- [SUPPLIED RECORDS]
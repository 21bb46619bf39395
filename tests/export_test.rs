//! Integration tests for the export pipeline.

use folio::export::{to_json, MAX_RASTER_PIXELS};
use folio::{
    export, export_page, Destination, Document, Element, ErrorKind, ExportFormat, ExportOptions,
    ImageElement, JsonFormat, Page, PageFormat, Rect, Resource, Table, TableCell, TableRow,
    WatermarkOptions,
};
use pretty_assertions::assert_eq;
use std::io::{Cursor, Read};

fn report() -> Document {
    let mut doc = Document::new();
    doc.metadata.title = Some("Report".into());
    doc.add_page();
    doc.page_add_text(1, "Summary of results").unwrap();
    let mut table = Table::with_header(1);
    table.add_row(TableRow::header(vec![TableCell::text("Name"), TableCell::text("Score")]));
    table.add_row(TableRow::new(vec![TableCell::text("Ada"), TableCell::text("97")]));
    doc.pages[0].add_element(Element::Table(table));
    doc.add_page();
    doc.page_add_text(2, "Appendix").unwrap();
    doc.add_page_numbers().unwrap();
    doc.add_watermark(&WatermarkOptions::new("DRAFT").with_rotation(30.0)).unwrap();
    doc
}

fn to_memory(doc: &Document, format: ExportFormat, options: &ExportOptions) -> Vec<u8> {
    export(doc, format, options, &Destination::Memory)
        .unwrap()
        .expect("memory destination returns bytes")
}

fn zip_entry(bytes: &[u8], name: &str) -> String {
    let mut zip = zip::ZipArchive::new(Cursor::new(bytes)).unwrap();
    let mut out = String::new();
    zip.by_name(name).unwrap().read_to_string(&mut out).unwrap();
    out
}

#[test]
fn test_every_format_leaves_document_unchanged() {
    let doc = report();
    let before = to_json(&doc, JsonFormat::Compact).unwrap();
    let options = ExportOptions::new().with_resolution(10).with_grid(2, 1);

    for format in ExportFormat::ALL {
        let bytes = to_memory(&doc, format, &options);
        assert!(!bytes.is_empty(), "{} produced nothing", format);
    }
    for format in PageFormat::ALL {
        let bytes = export_page(&doc, 2, format, &options, &Destination::Memory)
            .unwrap()
            .unwrap();
        assert!(!bytes.is_empty(), "{:?} produced nothing", format);
    }

    assert_eq!(to_json(&doc, JsonFormat::Compact).unwrap(), before);
    assert!(doc.is_dirty());
}

#[test]
fn test_native_round_trip() {
    let doc = report();
    let bytes = to_memory(&doc, ExportFormat::Native, &ExportOptions::default());
    let back = folio::open_bytes(&bytes).unwrap();
    assert_eq!(back.page_count(), doc.page_count());
    assert_eq!(back.extract_text(), doc.extract_text());
    assert_eq!(back.pages, doc.pages);
    assert!(back.metadata.producer.is_some());
}

#[test]
fn test_single_page_native() {
    let doc = report();
    let bytes = export_page(&doc, 2, PageFormat::Native, &ExportOptions::default(), &Destination::Memory)
        .unwrap()
        .unwrap();
    let page = folio::open_bytes(&bytes).unwrap();
    assert_eq!(page.page_count(), 1);
    assert!(page.extract_text().starts_with("Appendix"));
}

#[test]
fn test_file_destination() {
    let dir = tempfile::tempdir().unwrap();
    let path = dir.path().join("report.md");
    let doc = report();

    let result = export(&doc, ExportFormat::Markdown, &ExportOptions::default(), &Destination::file(&path)).unwrap();
    assert!(result.is_none());
    let written = std::fs::read_to_string(&path).unwrap();
    assert!(written.contains("Summary of results"));
    assert!(written.contains("| Name | Score |"));

    let missing = Destination::file(dir.path().join("no").join("such.txt"));
    let err = export(&doc, ExportFormat::Txt, &ExportOptions::default(), &missing).unwrap_err();
    assert_eq!(err.kind(), ErrorKind::IoFailure);
}

#[test]
fn test_text_export_matches_extraction() {
    let doc = report();
    let bytes = to_memory(&doc, ExportFormat::Txt, &ExportOptions::default());
    let text = String::from_utf8(bytes).unwrap();
    assert!(text.contains("Summary of results"));
    assert!(text.contains("Appendix"));
    assert!(!text.contains("DRAFT"));
}

#[test]
fn test_raster_parameters() {
    let doc = report();
    let none = ExportOptions::default();
    let err = export_page(&doc, 1, PageFormat::Png, &none, &Destination::Memory).unwrap_err();
    assert_eq!(err.kind(), ErrorKind::MissingParameter);

    let zero = ExportOptions::new().with_resolution(0);
    let err = export_page(&doc, 1, PageFormat::Jpeg, &zero, &Destination::Memory).unwrap_err();
    assert_eq!(err.kind(), ErrorKind::InvalidArgument);

    let huge = ExportOptions::new().with_resolution(5000);
    let err = export_page(&doc, 1, PageFormat::Bmp, &huge, &Destination::Memory).unwrap_err();
    assert_eq!(err.kind(), ErrorKind::InvalidArgument);

    let err = export_page(&doc, 3, PageFormat::Svg, &none, &Destination::Memory).unwrap_err();
    assert_eq!(err.kind(), ErrorKind::PageOutOfRange);
}

#[test]
fn test_png_dimensions_follow_dpi() {
    let doc = report();
    let options = ExportOptions::new().with_resolution(36);
    let bytes = export_page(&doc, 1, PageFormat::Png, &options, &Destination::Memory)
        .unwrap()
        .unwrap();
    let img = image::load_from_memory(&bytes).unwrap();
    assert_eq!((img.width(), img.height()), (306, 396));
}

#[test]
fn test_tiff_defaults_resolution() {
    let doc = report();
    let bytes = to_memory(&doc, ExportFormat::Tiff, &ExportOptions::default());
    let mut decoder = tiff::decoder::Decoder::new(Cursor::new(bytes)).unwrap();
    assert_eq!(decoder.dimensions().unwrap(), (1275, 1650));
    assert!(decoder.more_images());
    decoder.next_image().unwrap();
    assert!(!decoder.more_images());
}

#[test]
fn test_n_up_grid_validation() {
    let doc = report();
    let err = export(&doc, ExportFormat::NUp, &ExportOptions::default(), &Destination::Memory).unwrap_err();
    assert_eq!(err.kind(), ErrorKind::MissingParameter);

    let options = ExportOptions::new().with_grid(0, 3);
    let err = export(&doc, ExportFormat::NUp, &options, &Destination::Memory).unwrap_err();
    assert_eq!(err.kind(), ErrorKind::InvalidArgument);

    let options = ExportOptions::new().with_grid(2, 1);
    let sheets = folio::open_bytes(&to_memory(&doc, ExportFormat::NUp, &options)).unwrap();
    assert_eq!(sheets.page_count(), 1);
}

#[test]
fn test_n_up_grid_bounded_by_page() {
    let doc = report();
    for (columns, rows) in [(65536, 65536), (u32::MAX, u32::MAX), (1, 100_000)] {
        let options = ExportOptions::new().with_grid(columns, rows);
        let err = export(&doc, ExportFormat::NUp, &options, &Destination::Memory).unwrap_err();
        assert_eq!(err.kind(), ErrorKind::InvalidArgument);
    }
}

#[test]
fn test_oversized_image_rect_renders() {
    let mut png = Vec::new();
    image::RgbImage::from_pixel(2, 2, image::Rgb([255, 0, 0]))
        .write_to(&mut Cursor::new(&mut png), image::ImageFormat::Png)
        .unwrap();
    let mut doc = Document::with_blank_page();
    doc.add_resource("huge", Resource::png(png));
    doc.pages[0].add_element(Element::Image(ImageElement::new("huge", Rect::new(0.0, 0.0, 1e10, 1e10))));

    let options = ExportOptions::new().with_resolution(72);
    let bytes = export_page(&doc, 1, PageFormat::Png, &options, &Destination::Memory)
        .unwrap()
        .unwrap();
    let img = image::load_from_memory(&bytes).unwrap().to_rgb8();
    assert_eq!(img.dimensions(), (612, 792));
    assert_eq!(*img.get_pixel(306, 396), image::Rgb([255, 0, 0]));

    let tiff = to_memory(&doc, ExportFormat::Tiff, &ExportOptions::new().with_resolution(10));
    assert!(!tiff.is_empty());
    let dicom = export_page(&doc, 1, PageFormat::Dicom, &options, &Destination::Memory)
        .unwrap()
        .unwrap();
    assert_eq!(&dicom[128..132], b"DICM");
}

#[test]
fn test_tiff_resolution_at_pixel_limit() {
    // a 72pt tall strip is exactly `dpi` pixels high
    let mut doc = Document::new();
    doc.pages.push(Page::new(0.36, 72.0));
    let at_limit = ExportOptions::new().with_resolution(MAX_RASTER_PIXELS);
    let bytes = to_memory(&doc, ExportFormat::Tiff, &at_limit);
    let mut decoder = tiff::decoder::Decoder::new(Cursor::new(bytes)).unwrap();
    assert_eq!(decoder.dimensions().unwrap(), (100, MAX_RASTER_PIXELS));

    let over = ExportOptions::new().with_resolution(MAX_RASTER_PIXELS + 1);
    let err = export(&doc, ExportFormat::Tiff, &over, &Destination::Memory).unwrap_err();
    assert_eq!(err.kind(), ErrorKind::InvalidArgument);
}

#[test]
fn test_office_packages() {
    let doc = report();
    let docx = to_memory(&doc, ExportFormat::Docx, &ExportOptions::default());
    let body = zip_entry(&docx, "word/document.xml");
    assert!(body.contains("Summary of results"));
    assert!(body.contains("<w:tbl>"));
    assert!(zip_entry(&docx, "[Content_Types].xml").contains("wordprocessingml"));

    let xlsx = to_memory(&doc, ExportFormat::Xlsx, &ExportOptions::default());
    assert!(zip_entry(&xlsx, "xl/workbook.xml").contains("<sheet "));

    let pptx = to_memory(&doc, ExportFormat::Pptx, &ExportOptions::default());
    assert!(zip_entry(&pptx, "ppt/slides/slide2.xml").contains("Appendix"));
}

#[test]
fn test_svg_zip_has_one_entry_per_page() {
    let doc = report();
    let bytes = to_memory(&doc, ExportFormat::SvgZip, &ExportOptions::default());
    let zip = zip::ZipArchive::new(Cursor::new(bytes)).unwrap();
    let mut names: Vec<&str> = zip.file_names().collect();
    names.sort_unstable();
    assert_eq!(names, vec!["page-1.svg", "page-2.svg"]);
}

#[test]
fn test_format_names_parse() {
    for format in ExportFormat::ALL {
        assert_eq!(format.name().parse::<ExportFormat>().unwrap(), format);
    }
    assert_eq!("DOCX".parse::<ExportFormat>().unwrap(), ExportFormat::Docx);
    assert_eq!("tif".parse::<PageFormat>().unwrap(), PageFormat::Tiff);
    assert_eq!("bogus".parse::<ExportFormat>().unwrap_err().kind(), ErrorKind::InvalidArgument);
}
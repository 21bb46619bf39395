//! JSON export.

use crate::error::{Error, Result};
use crate::model::Document;

/// JSON output format.
#[derive(Debug, Clone, Copy, PartialEq, Eq, Default)]
pub enum JsonFormat {
    /// Pretty-printed JSON with indentation
    #[default]
    Pretty,
    /// Compact JSON without extra whitespace
    Compact,
}

/// Convert a document to JSON.
pub fn to_json(doc: &Document, format: JsonFormat) -> Result<String> {
    let result = match format {
        JsonFormat::Pretty => serde_json::to_string_pretty(doc),
        JsonFormat::Compact => serde_json::to_string(doc),
    };

    result.map_err(|e| Error::Export(format!("JSON serialization error: {}", e)))
}

#[cfg(test)]
mod tests {
    use super::*;

    #[test]
    fn test_to_json_pretty() {
        let mut doc = Document::with_blank_page();
        doc.metadata.title = Some("Test".to_string());
        doc.pages[0].add_text("Hello");

        let json = to_json(&doc, JsonFormat::Pretty).unwrap();
        assert!(json.contains("\"title\""));
        assert!(json.contains("Hello"));
        assert!(json.contains('\n'));
    }

    #[test]
    fn test_to_json_compact() {
        let doc = Document::with_blank_page();
        let json = to_json(&doc, JsonFormat::Compact).unwrap();
        assert!(!json.contains('\n'));
    }

    #[test]
    fn test_json_has_no_session_state() {
        let mut doc = Document::with_blank_page();
        doc.set_origin("/tmp/a.folio");
        let json = to_json(&doc, JsonFormat::Compact).unwrap();
        assert!(!json.contains("origin"));
        assert!(!json.contains("dirty"));
    }
}
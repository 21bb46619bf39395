//! Paginated layouts: booklet imposition and N-up sheets.
//!
//! Both layouts build a new document whose sheets hold scaled copies of the
//! source pages, and write it as a native container. Page number stamps are
//! resolved against the source numbering before the pages are moved.

use super::ExportOptions;
use crate::codec;
use crate::error::{Error, Result};
use crate::model::{Document, Element, Page, Rect, TextRun, Transform};
use crate::ops::referenced_resources;

/// Sheet order for a saddle-stitched booklet of `count` pages.
///
/// Each entry is one sheet side holding a left and a right page index;
/// `None` is a blank filler page.
fn booklet_order(count: usize) -> Vec<(Option<usize>, Option<usize>)> {
    let padded = count.div_ceil(4) * 4;
    let slot = |i: usize| (i < count).then_some(i);
    let mut sides = Vec::with_capacity(padded / 2);
    for sheet in 0..padded / 4 {
        let front = 2 * sheet;
        // outside: last and first, inside: second and second-to-last
        sides.push((slot(padded - 1 - front), slot(front)));
        sides.push((slot(front + 1), slot(padded - 2 - front)));
    }
    sides
}

/// Copy `source` page `idx` into `cell` of `sheet`, scaled to fit and centered.
fn place(sheet: &mut Page, doc: &Document, idx: usize, cell: Rect) {
    let page = &doc.pages[idx];
    let (pw, ph) = page.dimensions();
    let scale = (cell.width / pw).min(cell.height / ph);
    let tx = cell.x + (cell.width - pw * scale) / 2.0;
    let ty = cell.y + (cell.height - ph * scale) / 2.0;
    let t = Transform::scale_translate(scale, tx, ty);
    let ctx = doc.context(idx);

    for element in &page.elements {
        let mut element = match element {
            Element::PageNumber(stamp) => {
                Element::Text(TextRun::new(stamp.resolve(ctx), stamp.x, stamp.y).with_style(stamp.style.clone()))
            }
            other => other.clone(),
        };
        element.transform(&t);
        sheet.add_element(element);
    }
}

fn sheet_document(doc: &Document) -> Document {
    let mut out = Document::new();
    out.metadata = doc.metadata.clone();
    for id in referenced_resources(&doc.pages) {
        if let Some(resource) = doc.get_resource(&id) {
            out.add_resource(id, resource.clone());
        }
    }
    out
}

fn first_page_size(doc: &Document) -> Result<(f32, f32)> {
    let page = doc
        .pages
        .first()
        .ok_or_else(|| Error::Export("cannot lay out a document without pages".into()))?;
    if !page.has_valid_dimensions() {
        return Err(Error::Export("first page has invalid dimensions".into()));
    }
    Ok(page.dimensions())
}

/// Two pages per landscape sheet side, in booklet reading order.
pub(crate) fn to_booklet(doc: &Document, _options: &ExportOptions) -> Result<Vec<u8>> {
    let (w, h) = first_page_size(doc)?;
    let mut out = sheet_document(doc);
    for (left, right) in booklet_order(doc.pages.len()) {
        let mut sheet = Page::new(w * 2.0, h);
        for (slot, x) in [(left, 0.0), (right, w)] {
            if let Some(idx) = slot {
                place(&mut sheet, doc, idx, Rect::new(x, 0.0, w, h));
            }
        }
        out.pages.push(sheet);
    }
    log::debug!("booklet of {} pages on {} sheet sides", doc.pages.len(), out.pages.len());
    codec::encode(&out)
}

/// `columns x rows` pages per sheet, filled row by row.
pub(crate) fn to_n_up(doc: &Document, options: &ExportOptions) -> Result<Vec<u8>> {
    let (columns, rows) = options
        .grid
        .ok_or_else(|| Error::MissingParameter("N-up layout needs a grid".into()))?;
    if columns == 0 || rows == 0 {
        return Err(Error::InvalidArgument(format!("invalid N-up grid {}x{}", columns, rows)));
    }
    let (w, h) = first_page_size(doc)?;
    // every cell keeps at least one point per side
    if columns as f32 > w || rows as f32 > h {
        return Err(Error::InvalidArgument(format!(
            "N-up grid {}x{} is too fine for a {}x{} page",
            columns, rows, w, h
        )));
    }
    let per_sheet = columns
        .checked_mul(rows)
        .and_then(|n| usize::try_from(n).ok())
        .ok_or_else(|| Error::InvalidArgument(format!("invalid N-up grid {}x{}", columns, rows)))?;
    let (cell_w, cell_h) = (w / columns as f32, h / rows as f32);

    let mut out = sheet_document(doc);
    for chunk_start in (0..doc.pages.len()).step_by(per_sheet) {
        let mut sheet = Page::new(w, h);
        let end = (chunk_start + per_sheet).min(doc.pages.len());
        for (slot, idx) in (chunk_start..end).enumerate() {
            let col = slot % columns as usize;
            let row = slot / columns as usize;
            let cell = Rect::new(col as f32 * cell_w, row as f32 * cell_h, cell_w, cell_h);
            place(&mut sheet, doc, idx, cell);
        }
        out.pages.push(sheet);
    }
    log::debug!("{}x{} N-up of {} pages on {} sheets", columns, rows, doc.pages.len(), out.pages.len());
    codec::encode(&out)
}
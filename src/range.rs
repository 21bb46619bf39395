//! Page range specifications such as `"1,3-4"` or `"2-"`.

use crate::error::{Error, Result};
use std::fmt;

/// One comma-separated token of a range spec.
#[derive(Debug, Clone, Copy, PartialEq, Eq)]
pub enum RangeToken {
    /// A single page
    Page(u32),
    /// Inclusive span; `None` bounds extend to the first or last page
    Span(Option<u32>, Option<u32>),
}

/// A parsed page range, not yet checked against a page count.
#[derive(Debug, Clone, PartialEq, Eq)]
pub struct PageRange {
    tokens: Vec<RangeToken>,
    source: String,
}

impl PageRange {
    /// Every page.
    pub fn all() -> Self {
        Self {
            tokens: vec![RangeToken::Span(None, None)],
            source: String::new(),
        }
    }

    /// Parse a range spec.
    ///
    /// Tokens keep their written order and duplicates are kept. `""` and
    /// `"-"` select every page.
    pub fn parse(spec: &str) -> Result<Self> {
        let trimmed: String = spec.chars().filter(|c| !c.is_whitespace()).collect();
        if trimmed.is_empty() {
            return Ok(Self::all());
        }

        let tokens = trimmed
            .split(',')
            .map(|part| parse_token(part, spec))
            .collect::<Result<Vec<_>>>()?;

        Ok(Self {
            tokens,
            source: spec.to_string(),
        })
    }

    /// Parse a `;`-separated list of ranges, as used by split.
    pub fn parse_list(spec: &str) -> Result<Vec<Self>> {
        if spec.trim().is_empty() {
            return Ok(vec![Self::all()]);
        }
        spec.split(';')
            .map(|part| {
                if part.trim().is_empty() {
                    Err(invalid(spec, "empty range between ';'"))
                } else {
                    Self::parse(part)
                }
            })
            .collect()
    }

    pub fn tokens(&self) -> &[RangeToken] {
        &self.tokens
    }

    /// Resolve into 1-based page numbers, checking every index against
    /// `page_count`.
    pub fn resolve(&self, page_count: u32) -> Result<Vec<u32>> {
        let mut pages = Vec::new();
        for token in &self.tokens {
            let (start, end) = match *token {
                RangeToken::Page(p) => (p, p),
                RangeToken::Span(start, end) => (start.unwrap_or(1), end.unwrap_or(page_count)),
            };
            if page_count == 0 && *token == RangeToken::Span(None, None) {
                continue;
            }
            if start > page_count || end > page_count {
                return Err(invalid(
                    &self.source,
                    &format!(
                        "page {} exceeds page count {}",
                        start.max(end),
                        page_count
                    ),
                ));
            }
            if start > end {
                return Err(invalid(&self.source, &format!("span {}-{} is reversed", start, end)));
            }
            pages.extend(start..=end);
        }
        Ok(pages)
    }
}

impl fmt::Display for PageRange {
    fn fmt(&self, f: &mut fmt::Formatter<'_>) -> fmt::Result {
        if self.source.is_empty() {
            write!(f, "all pages")
        } else {
            write!(f, "{}", self.source)
        }
    }
}

/// Parse and resolve a spec in one step.
pub fn resolve(spec: &str, page_count: u32) -> Result<Vec<u32>> {
    PageRange::parse(spec)?.resolve(page_count)
}

fn parse_token(part: &str, spec: &str) -> Result<RangeToken> {
    if part.is_empty() {
        return Err(invalid(spec, "empty token"));
    }

    match part.split_once('-') {
        Some((start, end)) => {
            let start = parse_bound(start, spec)?;
            let end = parse_bound(end, spec)?;
            if let (Some(s), Some(e)) = (start, end) {
                if s > e {
                    return Err(invalid(spec, &format!("span {}-{} is reversed", s, e)));
                }
            }
            Ok(RangeToken::Span(start, end))
        }
        None => Ok(RangeToken::Page(parse_page(part, spec)?)),
    }
}

fn parse_bound(s: &str, spec: &str) -> Result<Option<u32>> {
    if s.is_empty() {
        Ok(None)
    } else {
        parse_page(s, spec).map(Some)
    }
}

fn parse_page(s: &str, spec: &str) -> Result<u32> {
    let page: u32 = s
        .parse()
        .map_err(|_| invalid(spec, &format!("'{}' is not a page number", s)))?;
    if page == 0 {
        return Err(invalid(spec, "page numbers start at 1"));
    }
    Ok(page)
}

fn invalid(spec: &str, reason: &str) -> Error {
    Error::InvalidPageRange(format!("\"{}\": {}", spec, reason))
}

- [WHAT YOU SHOULD DO]
Exact copies of the lines from the one containing "if page == 0" through the end of the listing, both included, are the only thing wanted.

- [TASK RESPONSE]
    if page == 0 {
        return Err(invalid(spec, "page numbers start at 1"));
    }
    Ok(page)
}

fn invalid(spec: &str, reason: &str) -> Error {
    Error::InvalidPageRange(format!("\"{}\": {}", spec, reason))
}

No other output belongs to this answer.